Sharp Shinned or Cooper's Hawk (1 Viewer)

RioTuitoBirder

parrotstowarblers.weebly. com
We were sitting out in our studio last evening when I saw a medium sized orange fronted bird alight on a structure in our back yard. At first I thought it was a Varied Thrush (a Northwest US specialty that is very handsome indeed!) but upon closer inspection I noticed the blue/gray back and that it was a little larger than a thrush. Just as I realized it was a small raptor it took off holding a small creature in its talons. I never got a great look but did note the banding on the tail as it flew up and over the house. It was especially interesting as I had just read a story in a local weekly paper earlier in the day detailing a Cooper Hawk's forays into a neighbor's chicken yard. I think it was a Cooper's, Janki thinks it was a Sharp Shinned.
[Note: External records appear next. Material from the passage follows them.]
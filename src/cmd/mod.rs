/// Scenario copy command.
pub mod copy;
/// Property path parse and format command.
pub mod path;
/// Scenario resolve command.
pub mod resolve;
pub(crate) mod util;

#[cfg(test)]
pub(crate) mod test_support;
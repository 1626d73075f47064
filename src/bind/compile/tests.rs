mod unit_compile {

	use crate::bind::test_support::fixture;
	use crate::bind::{
		AccessKind, BindError, FieldType, Index16, PropertyPath, ResolveEnv, Schema, StructBuilder, View, chain, compile_indirections, resolve_indirections,
	};

	fn compile(path: &str, flat: &mut Vec<crate::bind::PropertyIndirection>) -> (crate::bind::PropertyIndirection, crate::bind::LeafIndirection) {
		let fx = fixture();
		let env = ResolveEnv::types(&fx.schema);
		let path = PropertyPath::parse(path).expect("path parses");
		let hops = resolve_indirections(&env, View::type_only(fx.holder), &path, false).expect("path resolves");
		compile_indirections(&path, Some(fx.holder), &hops, flat).expect("path compiles")
	}

	#[test]
	fn nested_offsets_merge_into_one_step() {
		let mut flat = Vec::new();
		let (first, leaf) = compile("origin.y", &mut flat);

		assert_eq!(first.access_kind, AccessKind::Offset);
		assert_eq!(first.offset, 52);
		assert!(!first.next_index.is_valid());
		assert!(flat.is_empty());
		assert!(leaf.field.is_some());
	}

	#[test]
	fn zero_offset_after_array_index_is_dropped() {
		let mut flat = Vec::new();
		let (first, leaf) = compile("items[1].weight", &mut flat);

		assert_eq!(first.access_kind, AccessKind::IndexArray);
		assert_eq!(first.offset, 64);
		assert_eq!(first.array_index.get(), Some(1));
		assert_eq!(first.next_index.get(), Some(0));
		assert_eq!(flat.len(), 1);
		assert_eq!(flat[0].access_kind, AccessKind::Offset);
		assert_eq!(flat[0].offset, 4);

		let kinds: Vec<_> = chain(&first, &flat).map(|step| step.access_kind).collect();
		assert_eq!(kinds, [AccessKind::IndexArray, AccessKind::Offset]);

		let fx = fixture();
		assert_eq!(leaf.container_type, Some(fx.item));
	}

	#[test]
	fn object_hop_absorbs_zero_offset() {
		let mut flat = Vec::new();
		let (first, _) = compile("actor.health", &mut flat);

		assert_eq!(first.access_kind, AccessKind::Object);
		assert_eq!(first.offset, 112);
		assert!(flat.is_empty());
	}

	#[test]
	fn chains_append_after_existing_entries() {
		let mut flat = Vec::new();
		let (first_a, _) = compile("items[0].weight", &mut flat);
		let (first_b, _) = compile("items[2].label", &mut flat);

		assert_eq!(first_a.next_index.get(), Some(0));
		assert_eq!(first_b.next_index.get(), Some(1));
		assert_eq!(flat[1].offset, 8);
		assert_eq!(chain(&first_b, &flat).count(), 2);
	}

	#[test]
	fn zero_offset_element_field_needs_no_second_step() {
		let mut flat = Vec::new();
		let (first, _) = compile("items[2].count", &mut flat);

		assert_eq!(first.access_kind, AccessKind::IndexArray);
		assert!(!first.next_index.is_valid());
		assert!(flat.is_empty());
	}

	#[test]
	fn empty_path_designates_the_base_struct() {
		let fx = fixture();
		let mut flat = Vec::new();
		let path = PropertyPath::new(crate::bind::Guid(1));
		let (first, leaf) = compile_indirections(&path, Some(fx.vec3), &[], &mut flat).expect("empty path compiles");

		assert_eq!(first.access_kind, AccessKind::Offset);
		assert_eq!(first.offset, 0);
		assert_eq!(leaf.field, None);
		assert_eq!(leaf.container_type, Some(fx.vec3));
	}

	#[test]
	fn offsets_beyond_sixteen_bits_are_rejected() {
		let mut schema = Schema::new();
		let wide = schema
			.add_struct(StructBuilder::new("Wide").static_array("cells", FieldType::Int32, 20_000))
			.expect("wide struct registers");
		let env = ResolveEnv::types(&schema);
		let path = PropertyPath::parse("cells[19000]").expect("path");
		let hops = resolve_indirections(&env, View::type_only(wide), &path, false).expect("path resolves");

		let err = compile_indirections(&path, Some(wide), &hops, &mut Vec::new()).expect_err("offset overflows");
		assert!(matches!(err, BindError::IndexOverflow { what: "offset", .. }));
	}

	#[test]
	fn index16_reserves_the_invalid_sentinel() {
		assert_eq!(Index16::new(Index16::MAX).and_then(Index16::get), Some(Index16::MAX));
		assert!(Index16::new(Index16::MAX + 1).is_none());
		assert!(!Index16::default().is_valid());
	}
}
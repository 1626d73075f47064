#![allow(missing_docs)]

use propbind::bind::{Guid, PathFormat, PathHighlight, PropertyPath};

const PATHS: &[&str] = &[
	"value",
	"origin.y",
	"items[0]",
	"items[12].weight",
	"actor.pos.x",
	"list[3].inner[1].leaf",
	"Score_12AB",
];

#[test]
fn format_then_parse_round_trips() {
	for text in PATHS {
		let path = PropertyPath::parse_with_root(Guid(7), text).expect("path parses");
		let again = PropertyPath::parse_with_root(Guid(7), &path.to_string()).expect("formatted path parses");
		assert_eq!(again, path, "{text}");
		assert_eq!(again.to_string(), *text);
	}
}

#[test]
fn highlight_markers_do_not_change_segments() {
	let path = PropertyPath::parse("items[12].weight").expect("path parses");
	let options = PathFormat {
		highlight: Some(PathHighlight {
			segment: 0,
			prefix: "<",
			suffix: ">",
		}),
		..PathFormat::default()
	};
	let shown = path.format(&options);
	assert_eq!(shown, "<items[12]>.weight");

	let stripped: String = shown.chars().filter(|ch| !matches!(ch, '<' | '>')).collect();
	assert_eq!(PropertyPath::parse(&stripped).expect("stripped path parses"), path);
}

#[test]
fn mutual_inclusion_is_equality() {
	let paths: Vec<_> = ["", "items", "items[1]", "items[1].weight", "items[2].weight", "origin", "origin.y"]
		.into_iter()
		.map(|text| PropertyPath::parse_with_root(Guid(3), text).expect("path parses"))
		.collect();

	for a in &paths {
		for b in &paths {
			assert_eq!(a.includes(b) && b.includes(a), a == b, "{a} / {b}");
		}
	}
}

#[test]
fn inclusion_requires_the_same_root() {
	let a = PropertyPath::parse_with_root(Guid(1), "origin").expect("path parses");
	let b = PropertyPath::parse_with_root(Guid(2), "origin.y").expect("path parses");
	assert!(!a.includes(&b));
}
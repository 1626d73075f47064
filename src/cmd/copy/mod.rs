use std::path::PathBuf;

use propbind::bind::scenario::struct_to_json;
use propbind::bind::{Result, Scenario};

use crate::cmd::util::{addr_hex, emit_json};

#[derive(clap::Args)]
pub struct Args {
	/// Scenario document (JSON, optionally zstd-compressed).
	pub path: PathBuf,
	/// Only print this instance.
	#[arg(long)]
	pub instance: Option<String>,
	/// Reset every bound target after copying.
	#[arg(long)]
	pub reset: bool,
	#[arg(long)]
	pub json: bool,
}

/// Resolve a scenario, run its copy batches and print instance values.
pub fn run(args: Args) -> Result<()> {
	let Args { path, instance, reset, json } = args;

	let mut scenario = Scenario::open(&path)?;
	let summary = scenario.resolve()?;
	let batches: Vec<BatchResultJson> = scenario
		.copy_all()
		.into_iter()
		.map(|(target, ok)| BatchResultJson { target: target.into(), ok })
		.collect();
	let reset_ok = if reset { Some(scenario.reset_all()) } else { None };

	let names: Vec<String> = match instance {
		Some(name) => vec![scenario.instance(&name)?.name.to_string()],
		None => scenario.instances().iter().map(|item| item.name.to_string()).collect(),
	};
	let mut instances = Vec::with_capacity(names.len());
	for name in names {
		let address = scenario.instance(&name)?.address;
		let value = struct_to_json(&scenario.read_instance(&name)?);
		instances.push(InstanceJson {
			name,
			address: addr_hex(address),
			value,
		});
	}

	if json {
		let payload = CopyJson {
			path: path.display().to_string(),
			all_resolved: summary.all_resolved,
			failed: summary.failed,
			batches,
			reset: reset_ok,
			instances,
		};
		emit_json(&payload);
		return Ok(());
	}

	println!("path: {}", path.display());
	println!("all_resolved: {}", summary.all_resolved);
	println!("failed: {}", summary.failed);
	for batch in &batches {
		println!("batch {}: {}", batch.target, if batch.ok { "ok" } else { "incomplete" });
	}
	if let Some(ok) = reset_ok {
		println!("reset: {}", if ok { "ok" } else { "incomplete" });
	}
	for item in &instances {
		println!("{} @ {}: {}", item.name, item.address, item.value);
	}

	Ok(())
}

#[derive(serde::Serialize)]
struct CopyJson {
	path: String,
	all_resolved: bool,
	failed: usize,
	batches: Vec<BatchResultJson>,
	reset: Option<bool>,
	instances: Vec<InstanceJson>,
}

#[derive(serde::Serialize)]
struct BatchResultJson {
	target: String,
	ok: bool,
}

#[derive(serde::Serialize)]
struct InstanceJson {
	name: String,
	address: String,
	value: serde_json::Value,
}

#[cfg(test)]
mod tests;
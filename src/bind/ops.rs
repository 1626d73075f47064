use crate::bind::{Address, ArrayHeader, BindError, BoolStorage, FieldType, Heap, InstancedHeader, Result, Schema, StructId};

/// Size of one element of an instanced struct container.
pub const INSTANCED_ITEM_SIZE: usize = 16;

/// Deep-copy one value of `ty` from `src` to `dst`, releasing what `dst` owned before.
///
/// Owned storage (strings, arrays, maps, instanced payloads) is duplicated;
/// shared structs and object references copy the address.
pub fn copy_value(schema: &Schema, heap: &mut Heap, ty: &FieldType, src: Address, dst: Address) -> Result<()> {
	if src == dst {
		return Ok(());
	}

	match ty {
		FieldType::Bool(BoolStorage::Bit(mask)) => {
			let value = heap.read_u8(src)? & mask != 0;
			write_bool(heap, BoolStorage::Bit(*mask), dst, value)
		}
		FieldType::String => {
			let text = read_string(heap, src)?;
			write_string(heap, dst, &text)
		}
		FieldType::Map { .. } => {
			let data = heap.read_u64(src)?;
			let copy = clone_allocation(heap, data)?;
			destroy_value(schema, heap, ty, dst)?;
			heap.write_u64(dst, copy)
		}
		FieldType::Struct(id) => copy_struct(schema, heap, *id, src, dst),
		FieldType::Array(inner) => {
			let header = heap.read_array_header(src)?;
			let elem_size = schema.element_size(inner);
			destroy_value(schema, heap, ty, dst)?;
			let data = if header.num == 0 { 0 } else { heap.alloc(None, header.num * elem_size) };
			for index in 0..header.num {
				let offset = (index * elem_size) as u64;
				copy_value(schema, heap, inner, header.data + offset, data + offset)?;
			}
			heap.write_array_header(
				dst,
				ArrayHeader {
					data,
					num: header.num,
					max: header.num,
				},
			)
		}
		FieldType::InstancedStruct { .. } => {
			let header = heap.read_instanced_header(src)?;
			let copy = clone_instanced(schema, heap, header)?;
			destroy_value(schema, heap, ty, dst)?;
			heap.write_instanced_header(dst, copy)
		}
		FieldType::InstancedStructContainer => {
			let header = heap.read_array_header(src)?;
			let mut items = Vec::with_capacity(header.num);
			for index in 0..header.num {
				let item = heap.read_instanced_header(header.data + (index * INSTANCED_ITEM_SIZE) as u64)?;
				items.push(clone_instanced(schema, heap, item)?);
			}
			destroy_value(schema, heap, ty, dst)?;
			let data = if items.is_empty() { 0 } else { heap.alloc(None, items.len() * INSTANCED_ITEM_SIZE) };
			for (index, item) in items.iter().enumerate() {
				heap.write_instanced_header(data + (index * INSTANCED_ITEM_SIZE) as u64, *item)?;
			}
			heap.write_array_header(
				dst,
				ArrayHeader {
					data,
					num: items.len(),
					max: items.len(),
				},
			)
		}
		other => {
			let size = schema.element_size(other);
			heap.copy_bytes(src, dst, size)
		}
	}
}

/// Deep-copy a whole struct value field by field.
pub fn copy_struct(schema: &Schema, heap: &mut Heap, id: StructId, src: Address, dst: Address) -> Result<()> {
	let item = schema.struct_def(id).ok_or_else(|| BindError::UnknownStruct { name: format!("#{}", id.0) })?;
	for field in &item.fields {
		let size = schema.element_size(&field.ty) as u64;
		for index in 0..field.array_dim as u64 {
			let at = field.offset as u64 + index * size;
			copy_value(schema, heap, &field.ty, src + at, dst + at)?;
		}
	}
	Ok(())
}

/// Reset a value to its default, releasing owned storage.
pub fn clear_value(schema: &Schema, heap: &mut Heap, ty: &FieldType, addr: Address) -> Result<()> {
	if let FieldType::Bool(storage @ BoolStorage::Bit(_)) = ty {
		return write_bool(heap, *storage, addr, false);
	}
	destroy_value(schema, heap, ty, addr)?;
	heap.zero(addr, schema.element_size(ty))
}

/// Release storage owned by a value without rewriting it.
pub fn destroy_value(schema: &Schema, heap: &mut Heap, ty: &FieldType, addr: Address) -> Result<()> {
	match ty {
		FieldType::String | FieldType::Map { .. } => {
			let data = heap.read_u64(addr)?;
			heap.free(data);
		}
		FieldType::Struct(id) => destroy_struct(schema, heap, *id, addr)?,
		FieldType::Array(inner) => {
			let header = heap.read_array_header(addr)?;
			let elem_size = schema.element_size(inner);
			for index in 0..header.num {
				destroy_value(schema, heap, inner, header.data + (index * elem_size) as u64)?;
			}
			heap.free(header.data);
		}
		FieldType::InstancedStruct { .. } => {
			let header = heap.read_instanced_header(addr)?;
			destroy_instanced(schema, heap, header)?;
		}
		FieldType::InstancedStructContainer => {
			let header = heap.read_array_header(addr)?;
			for index in 0..header.num {
				let item = heap.read_instanced_header(header.data + (index * INSTANCED_ITEM_SIZE) as u64)?;
				destroy_instanced(schema, heap, item)?;
			}
			heap.free(header.data);
		}
		_ => {}
	}
	Ok(())
}

/// Release storage owned by every field of a struct value.
pub fn destroy_struct(schema: &Schema, heap: &mut Heap, id: StructId, addr: Address) -> Result<()> {
	let item = schema.struct_def(id).ok_or_else(|| BindError::UnknownStruct { name: format!("#{}", id.0) })?;
	for field in &item.fields {
		let size = schema.element_size(&field.ty) as u64;
		for index in 0..field.array_dim as u64 {
			destroy_value(schema, heap, &field.ty, addr + field.offset as u64 + index * size)?;
		}
	}
	Ok(())
}

/// Read a boolean honoring bitfield storage.
pub fn read_bool(heap: &Heap, storage: BoolStorage, addr: Address) -> Result<bool> {
	let byte = heap.read_u8(addr)?;
	Ok(match storage {
		BoolStorage::Native => byte != 0,
		BoolStorage::Bit(mask) => byte & mask != 0,
	})
}

/// Write a boolean honoring bitfield storage.
pub fn write_bool(heap: &mut Heap, storage: BoolStorage, addr: Address, value: bool) -> Result<()> {
	match storage {
		BoolStorage::Native => heap.write_u8(addr, u8::from(value)),
		BoolStorage::Bit(mask) => {
			let byte = heap.read_u8(addr)?;
			heap.write_u8(addr, if value { byte | mask } else { byte & !mask })
		}
	}
}

/// Read an owned string value.
pub fn read_string(heap: &Heap, addr: Address) -> Result<String> {
	let data = heap.read_u64(addr)?;
	if data == 0 {
		return Ok(String::new());
	}
	let len = heap.allocation_size(data).ok_or(BindError::BadAddress { addr: data, len: 0 })?;
	Ok(String::from_utf8_lossy(heap.bytes(data, len)?).into_owned())
}

/// Replace an owned string value.
pub fn write_string(heap: &mut Heap, addr: Address, text: &str) -> Result<()> {
	let old = heap.read_u64(addr)?;
	let data = if text.is_empty() {
		0
	} else {
		let data = heap.alloc(None, text.len());
		heap.bytes_mut(data, text.len())?.copy_from_slice(text.as_bytes());
		data
	};
	heap.free(old);
	heap.write_u64(addr, data)
}

fn clone_allocation(heap: &mut Heap, data: Address) -> Result<Address> {
	if data == 0 {
		return Ok(0);
	}
	let len = heap.allocation_size(data).ok_or(BindError::BadAddress { addr: data, len: 0 })?;
	let ty = heap.runtime_type(data);
	let copy = heap.alloc(ty, len);
	heap.copy_bytes(data, copy, len)?;
	Ok(copy)
}

fn clone_instanced(schema: &Schema, heap: &mut Heap, header: InstancedHeader) -> Result<InstancedHeader> {
	let Some(ty) = header.ty else {
		return Ok(InstancedHeader::default());
	};
	let memory = heap.alloc_struct(schema, ty)?;
	if header.memory != 0 {
		copy_struct(schema, heap, ty, header.memory, memory)?;
	}
	Ok(InstancedHeader { ty: Some(ty), memory })
}

fn destroy_instanced(schema: &Schema, heap: &mut Heap, header: InstancedHeader) -> Result<()> {
	if let Some(ty) = header.ty
		&& header.memory != 0
	{
		destroy_struct(schema, heap, ty, header.memory)?;
		heap.free(header.memory);
	}
	Ok(())
}
use crate::cmd::test_support::{fixture_arg, run_propbind, run_propbind_json, run_propbind_text};

#[test]
fn path_json_lists_segments() {
	let json = run_propbind_json(&["path", "items[2].weight", "--highlight", "1", "--json"]);

	assert_eq!(json["formatted"], "items[2].[[weight]]");
	assert_eq!(json["root"], "00000000000000000000000000000000");
	assert_eq!(json["segments"][0]["name"], "items");
	assert_eq!(json["segments"][0]["array_index"], 2);
	assert!(json["segments"][1]["array_index"].is_null());
	assert_eq!(json["segments"][1]["instance_access"], "none");
}

#[test]
fn path_records_runtime_class_from_scenario() {
	let fixture = fixture_arg("rig.json");
	let json = run_propbind_json(&["path", "owner.speed", "--scenario", &fixture, "--instance", "context", "--json"]);

	assert_eq!(json["root"], "000000000000000000000000c0ffee01");
	assert_eq!(json["formatted"], "(Pawn)owner.speed");
	assert_eq!(json["segments"][0]["instance_type"], "Pawn");
	assert_eq!(json["segments"][0]["instance_access"], "object_instance");
}

#[test]
fn path_text_output_names_each_segment() {
	let text = run_propbind_text(&["path", "origin.y", "--root", "ab"]);

	assert!(text.contains("root: 000000000000000000000000000000ab"));
	assert!(text.contains("segments: 2"));
	assert!(text.contains("  1: name=y index=- instance=- access=none"));
}

#[test]
fn malformed_path_fails() {
	let output = run_propbind(&["path", "items[x]"]);
	assert!(!output.status.success());
	assert!(String::from_utf8_lossy(&output.stderr).contains("invalid property path"));
}
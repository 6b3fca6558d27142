//! Progress-callback trait for multi-step conversions.
//!
//! Inject an [`Arc<dyn ConversionProgressCallback>`] via
//! [`crate::config::ConversionConfigBuilder::progress_callback`] to receive
//! events as a strategy walks through pages or slides. Single-step strategies
//! (image→PDF, office host exports) only fire the start/complete pair.
//!
//! # Example
//!
//! ```rust
//! use docshift::{ConversionProgressCallback, ConversionConfig};
//! use std::sync::{Arc, atomic::{AtomicUsize, Ordering}};
//!
//! struct CountingCallback {
//!     completed: Arc<AtomicUsize>,
//! }
//!
//! impl ConversionProgressCallback for CountingCallback {
//!     fn on_step_complete(&self, step: usize, total: usize) {
//!         self.completed.fetch_add(1, Ordering::SeqCst);
//!         eprintln!("step {step}/{total} done");
//!     }
//! }
//!
//! let counter = Arc::new(CountingCallback {
//!     completed: Arc::new(AtomicUsize::new(0)),
//! });
//!
//! let config = ConversionConfig::builder()
//!     .progress_callback(counter as Arc<dyn ConversionProgressCallback>)
//!     .build()
//!     .unwrap();
//! ```

use std::sync::Arc;

/// Called by strategies as they process each page or slide.
///
/// All methods default to no-ops so callers only override what they need.
/// Conversions are synchronous, so callbacks fire on the calling thread.
pub trait ConversionProgressCallback: Send + Sync {
    /// Called once before the first step.
    ///
    /// # Arguments
    /// * `total_steps`: pages/slides that will be processed (1 for
    ///   single-shot strategies)
    /// * `what`: short noun for a step, e.g. `"page"` or `"slide"`
    fn on_conversion_start(&self, total_steps: usize, what: &str) {
        let _ = (total_steps, what);
    }

    /// Called after each step has been written into the output.
    ///
    /// # Arguments
    /// * `step`: 1-indexed step number
    /// * `total`: total steps
    fn on_step_complete(&self, step: usize, total: usize) {
        let _ = (step, total);
    }

    /// Called once when the strategy returns, successful or not.
    fn on_conversion_complete(&self, success: bool) {
        let _ = success;
    }
}

/// A no-op implementation for callers that don't need progress events.
pub struct NoopProgressCallback;

impl ConversionProgressCallback for NoopProgressCallback {}

/// Convenience alias matching the type stored in [`crate::config::ConversionConfig`].
pub type ProgressCallback = Arc<dyn ConversionProgressCallback>;

/// Fan-out helper so strategies don't repeat `if let Some(cb)` at every step.
pub(crate) struct Progress<'a> {
    cb: Option<&'a ProgressCallback>,
    total: usize,
    done: usize,
}

impl<'a> Progress<'a> {
    pub(crate) fn start(cb: Option<&'a ProgressCallback>, total: usize, what: &str) -> Self {
        if let Some(cb) = cb {
            cb.on_conversion_start(total, what);
        }
        Self { cb, total, done: 0 }
    }

    pub(crate) fn step(&mut self) {
        self.done += 1;
        if let Some(cb) = self.cb {
            cb.on_step_complete(self.done, self.total);
        }
    }
}

#[cfg(test)]
mod tests {
    use super::*;
    use std::sync::atomic::{AtomicUsize, Ordering};

    struct TrackingCallback {
        total: AtomicUsize,
        steps: AtomicUsize,
    }

    impl ConversionProgressCallback for TrackingCallback {
        fn on_conversion_start(&self, total_steps: usize, _what: &str) {
            self.total.store(total_steps, Ordering::SeqCst);
        }

        fn on_step_complete(&self, _step: usize, _total: usize) {
            self.steps.fetch_add(1, Ordering::SeqCst);
        }
    }

    #[test]
    fn noop_callback_does_not_panic() {
        let cb = NoopProgressCallback;
        cb.on_conversion_start(5, "page");
        cb.on_step_complete(1, 5);
        cb.on_conversion_complete(true);
    }

    #[test]
    fn progress_helper_counts_steps() {
        let tracker = Arc::new(TrackingCallback {
            total: AtomicUsize::new(0),
            steps: AtomicUsize::new(0),
        });
        let cb: ProgressCallback = tracker.clone();

        let mut progress = Progress::start(Some(&cb), 3, "slide");
        progress.step();
        progress.step();

        assert_eq!(tracker.total.load(Ordering::SeqCst), 3);
        assert_eq!(tracker.steps.load(Ordering::SeqCst), 2);
    }

    #[test]
    fn progress_helper_without_callback() {
        let mut progress = Progress::start(None, 2, "page");
        progress.step();
        assert_eq!(progress.done, 1);
    }
}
I hope we'll see it again. Our small yard never ceases to amaze me. My fiancee has planted many native and fruiting plants over her years in this house in a residential neighborhood and it has really paid off in bird habitat.
 
If it was anywhere near thrush size, it was probably a male Sharpie (the females are much larger than the males and Coops of both sexes larger yet).
 
At least here on the east coast, sharpies are migrating through in numbers right now. So they may be more common now than at other times.